To understand cancer, researchers have to tease out the molecular pathways that drive the disease. Which proteins are talking to each other and what are the results? By slowly unwinding this tangled web, scientists can figure out how specific proteins contribute to cancer and develop therapies to target them.
“We found this pathway is active in lymphoma and by inhibiting it we could sensitize the cells to better respond to chemotherapy, decreasing their viability,” said Vega. But Hedgehog wasn’t acting alone; it was communicating with other proteins. To fully understand lymphoma, Vega needed to reconstruct this pathway.
Now, in a new paper published in the journal Blood, Vega and colleagues have unwound the complex Hedgehog pathway a little more, illuminating the important relationships between three other proteins driving lymphoma — GLI1, IKKbeta and TNFalpha.
GLI1 plays a role in embryonic development, but it is not normally found in mature cells. Cancer is a different story. GLI1 has been implicated in lymphoma, glioblastomas, neuroblastomas and other malignancies.
GLI1 is common in lymphoma cells, and Vega’s new research helps explain why. First, the cancer turns on the GLI1 gene, making more of the protein. Normally, when there’s too much of a protein, cells tag it for destruction. However, with an assist from TNFalpha, IKKbeta partners with GLI1to protect it from this critical process.
“IKKbeta blocks GLI1 degradation in lymphoma cells,” said Vega. “As a result, GLI1 is more active.”

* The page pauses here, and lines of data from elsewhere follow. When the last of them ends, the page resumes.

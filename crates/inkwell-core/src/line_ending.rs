//! Line ending helpers.
//!
//! Documents always hold LF-separated lines. A file that uses CRLF (`"\r\n"`) is normalized
//! on load, and its line ending is remembered so it can be written back the same way.

/// The newline sequence used when saving a document.
#[derive(Debug, Clone, Copy, PartialEq, Eq, Default)]
pub enum LineEnding {
    /// Unix-style LF (`'\n'`).
    #[default]
    Lf,
    /// Windows-style CRLF (`"\r\n"`).
    Crlf,
}

impl LineEnding {
    /// Detect the dominant line ending from a source text.
    ///
    /// Policy: if the input contains any CRLF (`"\r\n"`), returns [`LineEnding::Crlf`],
    /// otherwise [`LineEnding::Lf`].
    pub fn detect_in_text(text: &str) -> Self {
        if text.contains("\r\n") {
            Self::Crlf
        } else {
            Self::Lf
        }
    }

    /// The separator inserted between lines on save.
    pub fn as_str(self) -> &'static str {
        match self {
            Self::Lf => "\n",
            Self::Crlf => "\r\n",
        }
    }

    /// Join document lines with this line ending.
    pub fn join(self, lines: &[String]) -> String {
        lines.join(self.as_str())
    }
}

Increased GLI1 is trouble because it’s a transcription factor. In other words, it turns on genes that support cancer progression and survival. GLI1 activates AKT, which drives cell growth, and ABCG2, which helps cancers resist chemotherapy.
“ABCG2 is a transporter protein that actually carries chemotherapy out of the cell,” he said. “More GLI1 translates into more ABCG2, which increases chemo resistance.”
Understanding how these proteins interact could lead to new cancer treatments. In their research, Vega’s team showed that by inhibiting both GLI1 and IKKbeta, they could suppress lymphoma. Though it’s unclear whether current GLI1 and IKKbeta inhibitors will work in patients, this research provides a clear target for future research.
“This is significant because we understand a step further how this oncogenic pathway is regulated,” Vega said. “We now have the opportunity to investigate ways to interfere with that pathway, not just in lymphoma but also, quite possibly, in other tumors.”